:: TASK DESCRIPTION ::
What is the number of lines in the data that include the string "FileReply"? Give it by itself.
------------------------------
//! Notes and file operations
//!
//! Names resolve against a base directory and must stay inside it: absolute
//! paths and `..` components are refused. For note operations,
//! bare names without an extension get the default one unless they name an
//! existing directory, so "shopping list" and "shopping list.txt" address
//! the same note. Listing takes directory names as given.

use std::fs::{self, OpenOptions};
use std::io::{ErrorKind, Write};
use std::path::{Component, Path, PathBuf};

/// A filesystem operation requested by voice
#[derive(Debug, Clone, Copy, PartialEq, Eq)]
pub enum FileOperation {
    Create,
    Append,
    Read,
    Delete,
    List,
}

impl FileOperation {
    #[must_use]
    pub fn parse(name: &str) -> Option<Self> {
        match name.trim().to_lowercase().as_str() {
            "create" | "write" => Some(Self::Create),
            "append" | "add" => Some(Self::Append),
            "read" => Some(Self::Read),
            "delete" | "remove" => Some(Self::Delete),
            "list" => Some(Self::List),
            _ => None,
        }
    }

    #[must_use]
    pub const fn as_str(self) -> &'static str {
        match self {
            Self::Create => "create",
            Self::Append => "append",
            Self::Read => "read",
            Self::Delete => "delete",
            Self::List => "list",
        }
    }
}

/// What to say after a file operation
#[derive(Debug, Clone, PartialEq, Eq)]
pub struct FileReply {
    pub message: String,
    pub succeeded: bool,
}

impl FileReply {
    fn ok(message: String) -> Self {
        Self {
            message,
            succeeded: true,
        }
    }

    fn failed(message: String) -> Self {
        Self {
            message,
            succeeded: false,
        }
    }
}

/// File operations rooted at a base directory
#[derive(Debug, Clone)]
pub struct FileStore {
    base_dir: PathBuf,
    default_extension: String,
    read_budget: usize,
}

impl FileStore {
    pub fn new(base_dir: impl Into<PathBuf>, default_extension: &str, read_budget: usize) -> Self {
        Self {
            base_dir: base_dir.into(),
            default_extension: default_extension.trim_start_matches('.').to_string(),
            read_budget,
        }
    }

    /// Resolve a spoken file name to a path
    ///
    /// Idempotent: resolving the result's file name again yields the same path.
    #[must_use]
    pub fn resolve(&self, name: &str) -> PathBuf {
        let path = self.base_dir.join(name.trim());
        if path.extension().is_some() || path.is_dir() || self.default_extension.is_empty() {
            return path;
        }
        let mut with_ext = path.into_os_string();
        with_ext.push(".");
        with_ext.push(&self.default_extension);
        PathBuf::from(with_ext)
    }

    /// Run `operation`, turning every outcome into a spoken reply
    #[must_use]
    pub fn perform(
        &self,
        operation: FileOperation,
        file_name: Option<&str>,
        content: Option<&str>,
    ) -> FileReply {
        if let Some(name) = file_name.filter(|name| !is_contained(name)) {
            tracing::warn!(
                operation = operation.as_str(),
                name,
                "refusing path outside the files directory"
            );
            return FileReply::failed(format!(
                "Sorry, I can only work with files inside my files folder, not '{}'.",
                name.trim()
            ));
        }

        let path = match (operation, file_name) {
            (FileOperation::List, None) => self.base_dir.clone(),
            (FileOperation::List, Some(name)) => self.base_dir.join(name.trim()),
            (_, Some(name)) => self.resolve(name),
            (op, None) => {
                return FileReply::failed(format!(
                    "Please specify a file name for the '{}' operation.",
                    op.as_str()
                ));
            }
        };
        let shown = self.display_name(&path);
        let content = content.unwrap_or_default();

        let result = match operation {
            FileOperation::Create => create(&path, content)
                .map(|()| format!("Successfully created or overwritten file {shown}.")),
            FileOperation::Append => append(&path, content)
                .map(|()| format!("Successfully added {content} to {shown}.")),
            FileOperation::Read => fs::read_to_string(&path).map(|text| {
                if text.is_empty() {
                    format!("File {shown} is empty.")
                } else {
                    format!("The content of {shown} is: {}", self.truncate(&text))
                }
            }),
            FileOperation::Delete => fs::remove_file(&path)
                .map(|()| format!("File {shown} has been permanently deleted.")),
            FileOperation::List => list(&path).map(|items| {
                if items.is_empty() {
                    format!("The directory {shown} is empty or doesn't exist.")
                } else {
                    format!("The contents of {shown} are: {}", items.join(", "))
                }
            }),
        };

        match result {
            Ok(message) => {
                tracing::info!(operation = operation.as_str(), path = %path.display(), "file operation complete");
                FileReply::ok(message)
            }
            Err(e) => {
                tracing::warn!(
                    operation = operation.as_str(),
                    path = %path.display(),
                    error = %e,
                    "file operation failed"
                );
                FileReply::failed(describe_error(&e, &shown))
            }
        }
    }

    /// Path as spoken back: relative to the base directory when possible
    fn display_name(&self, path: &Path) -> String {
        match path.strip_prefix(&self.base_dir) {
            Ok(rel) if !rel.as_os_str().is_empty() => rel.display().to_string(),
            _ => path.display().to_string(),
        }
    }

    fn truncate(&self, text: &str) -> String {
        if text.chars().count() <= self.read_budget {
            return text.to_string();
        }
        let mut shown: String = text.chars().take(self.read_budget).collect();
        shown.push_str("...");
        shown
    }
}

/// Relative, with no `..` or root components
fn is_contained(name: &str) -> bool {
    Path::new(name.trim())
        .components()
        .all(|c| matches!(c, Component::Normal(_) | Component::CurDir))
}

fn create(path: &Path, content: &str) -> std::io::Result<()> {
    fs::write(path, content)
}

/// Append, separating from existing content with exactly one newline
fn append(path: &Path, content: &str) -> std::io::Result<()> {
    let mut file = OpenOptions::new().create(true).append(true).open(path)?;
    let existing = file.metadata()?.len();
    if existing > 0 && !content.trim().is_empty() {
        file.write_all(b"\n")?;
    }
    file.write_all(content.as_bytes())
}

/// Sorted directory entries, hidden ones skipped
fn list(path: &Path) -> std::io::Result<Vec<String>> {
    let mut items: Vec<String> = fs::read_dir(path)?
        .filter_map(std::result::Result::ok)
        .map(|entry| entry.file_name().to_string_lossy().into_owned())
        .filter(|name| !name.starts_with('.'))
        .collect();
    items.sort();
    Ok(items)
}

fn describe_error(error: &std::io::Error, shown: &str) -> String {
    match error.kind() {
        ErrorKind::NotFound => format!("Error: The file or directory '{shown}' was not found."),
        ErrorKind::PermissionDenied => {
            format!("Error: I do not have permission to access or modify '{shown}'.")
        }
        ErrorKind::IsADirectory => format!(
            "Error: '{shown}' is a directory. Please use the 'list' operation to view its contents."
        ),
        _ => format!("A general error occurred during the file operation on {shown}."),
    }
}

#[cfg(test)]
mod tests {
    use super::*;

    fn store(dir: &Path) -> FileStore {
        FileStore::new(dir, "txt", 200)
    }

    #[test]
    fn bare_names_gain_extension_once() {
        let dir = tempfile::tempdir().unwrap();
        let store = store(dir.path());

        let first = store.resolve("list");
        assert_eq!(first, dir.path().join("list.txt"));

        let again = store.resolve(first.file_name().unwrap().to_str().unwrap());
        assert_eq!(again, first);
    }

    #[test]
    fn existing_directories_keep_their_name() {
        let dir = tempfile::tempdir().unwrap();
        fs::create_dir(dir.path().join("documents")).unwrap();
        assert_eq!(store(dir.path()).resolve("documents"), dir.path().join("documents"));
    }

    #[test]
    fn append_separates_with_single_newline() {
        let dir = tempfile::tempdir().unwrap();
        let store = store(dir.path());

        let reply = store.perform(FileOperation::Append, Some("list"), Some("milk"));
        assert!(reply.succeeded);
        assert_eq!(reply.message, "Successfully added milk to list.txt.");
        assert_eq!(fs::read_to_string(dir.path().join("list.txt")).unwrap(), "milk");

        store.perform(FileOperation::Append, Some("list"), Some("eggs"));
        assert_eq!(
            fs::read_to_string(dir.path().join("list.txt")).unwrap(),
            "milk\neggs"
        );
    }

    #[test]
    fn append_to_empty_file_has_no_separator() {
        let dir = tempfile::tempdir().unwrap();
        let store = store(dir.path());

        store.perform(FileOperation::Create, Some("notes"), None);
        store.perform(FileOperation::Append, Some("notes"), Some("first"));
        assert_eq!(
            fs::read_to_string(dir.path().join("notes.txt")).unwrap(),
            "first"
        );
    }

    #[test]
    fn blank_append_adds_no_newline() {
        let dir = tempfile::tempdir().unwrap();
        let store = store(dir.path());
        fs::write(dir.path().join("a.txt"), "x").unwrap();

        store.perform(FileOperation::Append, Some("a"), Some("   "));
        assert_eq!(fs::read_to_string(dir.path().join("a.txt")).unwrap(), "x   ");
    }

    #[test]
    fn read_truncates_to_budget() {
        let dir = tempfile::tempdir().unwrap();
        let store = FileStore::new(dir.path(), "txt", 5);
        fs::write(dir.path().join("long.txt"), "abcdefgh").unwrap();

        let reply = store.perform(FileOperation::Read, Some("long"), None);
        assert_eq!(reply.message, "The content of long.txt is: abcde...");

        fs::write(dir.path().join("short.txt"), "abc").unwrap();
        let reply = store.perform(FileOperation::Read, Some("short.txt"), None);
        assert_eq!(reply.message, "The content of short.txt is: abc");
    }

    #[test]
    fn read_empty_file() {
        let dir = tempfile::tempdir().unwrap();
        fs::write(dir.path().join("empty.txt"), "").unwrap();
        let reply = store(dir.path()).perform(FileOperation::Read, Some("empty"), None);
        assert_eq!(reply.message, "File empty.txt is empty.");
    }

    #[test]
    fn errors_are_classified() {
        let dir = tempfile::tempdir().unwrap();
        let store = store(dir.path());
        fs::create_dir(dir.path().join("docs")).unwrap();

        let missing = store.perform(FileOperation::Delete, Some("ghost"), None);
        assert!(!missing.succeeded);
        assert_eq!(
            missing.message,
            "Error: The file or directory 'ghost.txt' was not found."
        );

        let is_dir = store.perform(FileOperation::Read, Some("docs"), None);
        assert!(!is_dir.succeeded);
        assert!(is_dir.message.contains("is a directory"), "{}", is_dir.message);
    }

    #[test]
    fn file_name_required_except_for_list() {
        let dir = tempfile::tempdir().unwrap();
        let store = store(dir.path());

        let reply = store.perform(FileOperation::Read, None, None);
        assert!(!reply.succeeded);
        assert_eq!(
            reply.message,
            "Please specify a file name for the 'read' operation."
        );

        fs::write(dir.path().join("b.txt"), "").unwrap();
        fs::write(dir.path().join("a.txt"), "").unwrap();
        fs::write(dir.path().join(".hidden"), "").unwrap();
        let reply = store.perform(FileOperation::List, None, None);
        assert!(reply.succeeded);
        assert!(reply.message.ends_with("are: a.txt, b.txt"), "{}", reply.message);
    }

    #[test]
    fn delete_removes_file() {
        let dir = tempfile::tempdir().unwrap();
        let store = store(dir.path());
        store.perform(FileOperation::Create, Some("tmp"), Some("x"));

        let reply = store.perform(FileOperation::Delete, Some("tmp"), None);
        assert_eq!(reply.message, "File tmp.txt has been permanently deleted.");
        assert!(!dir.path().join("tmp.txt").exists());
    }

    #[test]
    fn paths_outside_base_are_refused() {
        let outer = tempfile::tempdir().unwrap();
        let base = outer.path().join("files");
        fs::create_dir(&base).unwrap();
        let store = store(&base);

        let escape = outer.path().join("escaped.txt");
        let absolute = escape.to_string_lossy().into_owned();
        for name in ["../escaped", "notes/../../escaped", absolute.as_str()] {
            let reply = store.perform(FileOperation::Create, Some(name), Some("x"));
            assert!(!reply.succeeded, "{name}");
            assert!(reply.message.starts_with("Sorry, I can only work with files inside"));
        }
        assert!(!escape.exists());

        let listed = store.perform(FileOperation::List, Some(".."), None);
        assert!(!listed.succeeded);

        // Subfolders and `./` stay inside
        fs::create_dir(base.join("work")).unwrap();
        assert!(store.perform(FileOperation::Create, Some("./work/todo"), Some("x")).succeeded);
        assert!(base.join("work/todo.txt").exists());
    }

    #[test]
    fn permission_error_message() {
        let denied = std::io::Error::from(ErrorKind::PermissionDenied);
        assert_eq!(
            describe_error(&denied, "secret.txt"),
            "Error: I do not have permission to access or modify 'secret.txt'."
        );
    }

    #[cfg(unix)]
    #[test]
    fn read_only_directory_reports_permission() {
        use std::os::unix::fs::PermissionsExt;

        let dir = tempfile::tempdir().unwrap();
        let locked = dir.path().join("locked");
        fs::create_dir(&locked).unwrap();
        fs::set_permissions(&locked, fs::Permissions::from_mode(0o555)).unwrap();

        // Permission bits don't bind a superuser
        let enforced = fs::write(locked.join("check"), "").is_err();

        let reply = store(dir.path()).perform(FileOperation::Create, Some("locked/note"), Some("x"));
        fs::set_permissions(&locked, fs::Permissions::from_mode(0o755)).unwrap();

        if enforced {
            assert!(!reply.succeeded);
            assert_eq!(
                reply.message,
                "Error: I do not have permission to access or modify 'locked/note.txt'."
            );
        }
    }
}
------------------------------
:: RESULT ::
7